[EXERCISE DETAILS] All lines from the opening of the entries below through the line containing "use clap::Parser;" must be output exactly as they appear, with no other lines.

[Excerpts from a dataset]
▬▬▬

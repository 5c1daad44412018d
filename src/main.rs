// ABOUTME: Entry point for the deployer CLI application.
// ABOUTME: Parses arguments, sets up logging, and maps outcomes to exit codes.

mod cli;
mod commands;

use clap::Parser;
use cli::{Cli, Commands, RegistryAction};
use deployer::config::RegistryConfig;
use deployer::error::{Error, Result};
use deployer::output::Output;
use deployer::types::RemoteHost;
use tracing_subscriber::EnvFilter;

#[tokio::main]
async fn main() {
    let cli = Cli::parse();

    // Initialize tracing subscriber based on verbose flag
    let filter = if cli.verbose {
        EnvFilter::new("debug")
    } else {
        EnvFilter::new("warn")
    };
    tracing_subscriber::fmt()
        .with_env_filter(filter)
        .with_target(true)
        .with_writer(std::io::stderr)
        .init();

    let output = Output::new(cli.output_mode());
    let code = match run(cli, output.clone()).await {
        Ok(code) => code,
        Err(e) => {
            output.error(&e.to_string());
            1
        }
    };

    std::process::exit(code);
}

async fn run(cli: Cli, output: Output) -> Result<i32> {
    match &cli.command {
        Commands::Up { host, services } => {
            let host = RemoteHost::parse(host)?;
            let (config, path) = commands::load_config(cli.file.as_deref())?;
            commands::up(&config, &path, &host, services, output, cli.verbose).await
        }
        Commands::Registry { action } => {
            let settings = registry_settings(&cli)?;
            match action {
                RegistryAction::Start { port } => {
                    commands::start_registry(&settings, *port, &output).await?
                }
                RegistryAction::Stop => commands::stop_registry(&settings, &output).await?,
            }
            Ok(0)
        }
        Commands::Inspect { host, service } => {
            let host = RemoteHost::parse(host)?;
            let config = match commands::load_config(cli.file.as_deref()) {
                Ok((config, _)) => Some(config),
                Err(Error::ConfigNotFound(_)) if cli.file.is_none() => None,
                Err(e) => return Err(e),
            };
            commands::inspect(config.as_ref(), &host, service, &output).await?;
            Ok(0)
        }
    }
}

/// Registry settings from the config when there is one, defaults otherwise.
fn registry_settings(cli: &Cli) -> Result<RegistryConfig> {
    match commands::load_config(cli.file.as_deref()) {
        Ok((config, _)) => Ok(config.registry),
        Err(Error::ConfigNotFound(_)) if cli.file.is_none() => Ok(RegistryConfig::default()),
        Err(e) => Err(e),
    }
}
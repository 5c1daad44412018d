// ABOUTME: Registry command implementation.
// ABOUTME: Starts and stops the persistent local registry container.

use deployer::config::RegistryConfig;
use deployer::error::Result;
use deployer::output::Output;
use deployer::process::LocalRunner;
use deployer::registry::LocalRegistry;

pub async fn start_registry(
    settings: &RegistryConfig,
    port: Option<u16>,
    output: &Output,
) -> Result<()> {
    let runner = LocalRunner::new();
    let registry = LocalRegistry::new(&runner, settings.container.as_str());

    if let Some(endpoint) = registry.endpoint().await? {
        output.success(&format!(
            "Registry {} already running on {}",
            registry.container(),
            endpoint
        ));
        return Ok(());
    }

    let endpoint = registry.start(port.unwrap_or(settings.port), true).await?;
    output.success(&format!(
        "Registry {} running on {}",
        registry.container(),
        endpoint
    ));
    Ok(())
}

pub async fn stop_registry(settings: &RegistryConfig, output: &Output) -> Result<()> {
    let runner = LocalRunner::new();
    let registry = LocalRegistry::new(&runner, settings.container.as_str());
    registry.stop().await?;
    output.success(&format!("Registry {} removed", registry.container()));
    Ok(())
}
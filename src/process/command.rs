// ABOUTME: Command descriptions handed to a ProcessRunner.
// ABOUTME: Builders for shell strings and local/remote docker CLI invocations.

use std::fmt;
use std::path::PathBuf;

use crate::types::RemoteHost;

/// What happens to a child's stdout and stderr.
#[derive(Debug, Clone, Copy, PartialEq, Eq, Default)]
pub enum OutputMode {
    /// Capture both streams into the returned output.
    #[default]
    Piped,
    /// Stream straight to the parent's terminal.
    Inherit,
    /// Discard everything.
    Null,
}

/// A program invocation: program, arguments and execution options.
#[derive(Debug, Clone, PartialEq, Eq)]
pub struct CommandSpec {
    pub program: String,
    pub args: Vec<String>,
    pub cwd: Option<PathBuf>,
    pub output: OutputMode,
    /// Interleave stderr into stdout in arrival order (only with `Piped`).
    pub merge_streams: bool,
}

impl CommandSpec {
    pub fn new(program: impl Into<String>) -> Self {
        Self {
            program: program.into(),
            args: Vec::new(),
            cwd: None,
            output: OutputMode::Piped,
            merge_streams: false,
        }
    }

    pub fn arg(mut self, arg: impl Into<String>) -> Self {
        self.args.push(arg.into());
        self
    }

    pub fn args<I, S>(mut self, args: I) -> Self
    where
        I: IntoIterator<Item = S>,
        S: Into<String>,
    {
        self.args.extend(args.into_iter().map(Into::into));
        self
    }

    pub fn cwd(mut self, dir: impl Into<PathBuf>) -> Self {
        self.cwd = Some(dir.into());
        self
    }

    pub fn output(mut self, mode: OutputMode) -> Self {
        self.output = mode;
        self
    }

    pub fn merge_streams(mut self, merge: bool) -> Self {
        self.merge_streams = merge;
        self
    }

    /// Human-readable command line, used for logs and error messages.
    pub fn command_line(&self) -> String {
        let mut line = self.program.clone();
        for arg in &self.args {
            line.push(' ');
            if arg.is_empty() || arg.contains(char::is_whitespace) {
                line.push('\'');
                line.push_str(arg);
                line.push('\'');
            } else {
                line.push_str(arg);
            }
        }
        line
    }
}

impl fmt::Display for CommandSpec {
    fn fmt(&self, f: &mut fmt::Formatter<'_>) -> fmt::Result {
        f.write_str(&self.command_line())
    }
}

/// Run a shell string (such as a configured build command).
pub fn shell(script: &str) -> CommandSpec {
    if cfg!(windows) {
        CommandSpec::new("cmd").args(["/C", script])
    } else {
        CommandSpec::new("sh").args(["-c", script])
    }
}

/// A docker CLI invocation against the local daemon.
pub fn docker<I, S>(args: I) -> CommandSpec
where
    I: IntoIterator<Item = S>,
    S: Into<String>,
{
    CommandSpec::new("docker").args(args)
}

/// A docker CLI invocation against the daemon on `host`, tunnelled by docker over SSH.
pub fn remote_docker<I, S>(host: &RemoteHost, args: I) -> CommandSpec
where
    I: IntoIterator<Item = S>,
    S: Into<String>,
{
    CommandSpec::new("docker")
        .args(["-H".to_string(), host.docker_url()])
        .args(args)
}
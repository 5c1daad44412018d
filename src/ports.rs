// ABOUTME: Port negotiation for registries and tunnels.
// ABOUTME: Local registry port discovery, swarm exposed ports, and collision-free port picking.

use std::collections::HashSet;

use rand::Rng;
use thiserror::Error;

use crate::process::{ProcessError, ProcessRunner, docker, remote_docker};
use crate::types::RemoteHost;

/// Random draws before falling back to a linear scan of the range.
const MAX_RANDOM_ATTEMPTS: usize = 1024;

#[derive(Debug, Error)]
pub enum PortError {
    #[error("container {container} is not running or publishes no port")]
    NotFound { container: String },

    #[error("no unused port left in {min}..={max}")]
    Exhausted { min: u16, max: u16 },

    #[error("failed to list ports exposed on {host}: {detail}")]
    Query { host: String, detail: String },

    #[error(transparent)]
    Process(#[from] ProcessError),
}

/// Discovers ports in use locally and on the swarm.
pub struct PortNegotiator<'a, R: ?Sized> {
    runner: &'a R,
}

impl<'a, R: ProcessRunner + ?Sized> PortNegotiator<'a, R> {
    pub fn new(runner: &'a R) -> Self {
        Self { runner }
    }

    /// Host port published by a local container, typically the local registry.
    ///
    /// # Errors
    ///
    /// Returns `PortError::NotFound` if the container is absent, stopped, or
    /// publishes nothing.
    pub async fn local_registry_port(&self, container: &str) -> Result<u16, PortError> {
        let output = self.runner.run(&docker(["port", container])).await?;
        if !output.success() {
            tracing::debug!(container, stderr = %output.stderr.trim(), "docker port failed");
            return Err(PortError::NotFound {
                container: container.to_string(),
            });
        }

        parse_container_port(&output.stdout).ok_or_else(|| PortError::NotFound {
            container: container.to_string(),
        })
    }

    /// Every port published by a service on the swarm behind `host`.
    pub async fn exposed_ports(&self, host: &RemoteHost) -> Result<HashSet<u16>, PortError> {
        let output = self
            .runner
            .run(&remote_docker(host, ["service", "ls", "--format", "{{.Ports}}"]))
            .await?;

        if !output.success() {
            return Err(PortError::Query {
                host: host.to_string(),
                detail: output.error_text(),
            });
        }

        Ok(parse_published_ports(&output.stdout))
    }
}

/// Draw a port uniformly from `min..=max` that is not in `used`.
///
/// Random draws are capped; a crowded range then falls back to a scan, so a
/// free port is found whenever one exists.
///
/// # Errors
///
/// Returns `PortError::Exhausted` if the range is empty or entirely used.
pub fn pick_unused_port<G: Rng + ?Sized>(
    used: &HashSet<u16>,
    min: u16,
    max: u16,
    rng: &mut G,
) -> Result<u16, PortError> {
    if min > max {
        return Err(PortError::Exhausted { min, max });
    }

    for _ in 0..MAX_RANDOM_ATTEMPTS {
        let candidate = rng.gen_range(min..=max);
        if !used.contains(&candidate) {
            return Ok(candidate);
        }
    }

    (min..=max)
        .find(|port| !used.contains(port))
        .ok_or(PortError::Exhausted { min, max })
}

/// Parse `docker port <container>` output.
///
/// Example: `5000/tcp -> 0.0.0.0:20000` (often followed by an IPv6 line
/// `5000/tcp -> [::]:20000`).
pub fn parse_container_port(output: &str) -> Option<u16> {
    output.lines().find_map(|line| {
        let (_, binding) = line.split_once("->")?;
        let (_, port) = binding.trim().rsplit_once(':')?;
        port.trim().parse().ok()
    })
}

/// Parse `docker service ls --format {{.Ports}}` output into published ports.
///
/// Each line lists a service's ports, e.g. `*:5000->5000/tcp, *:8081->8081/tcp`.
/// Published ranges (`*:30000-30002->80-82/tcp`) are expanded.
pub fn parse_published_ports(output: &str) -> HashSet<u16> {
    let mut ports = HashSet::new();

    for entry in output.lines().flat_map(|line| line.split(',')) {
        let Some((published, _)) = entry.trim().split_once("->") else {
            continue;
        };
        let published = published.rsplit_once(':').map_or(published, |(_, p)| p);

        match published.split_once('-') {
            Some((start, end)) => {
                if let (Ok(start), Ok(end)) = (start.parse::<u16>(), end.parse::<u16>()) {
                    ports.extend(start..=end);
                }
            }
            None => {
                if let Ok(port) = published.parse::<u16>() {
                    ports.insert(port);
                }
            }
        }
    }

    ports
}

▬▬▬

[EXERCISE RESULT]
repository 5c1daad44412018d
filename src/main.rs
// ABOUTME: Entry point for the deployer CLI application.
// ABOUTME: Parses arguments, sets up logging, and maps outcomes to exit codes.

mod cli;
mod commands;

use clap::Parser;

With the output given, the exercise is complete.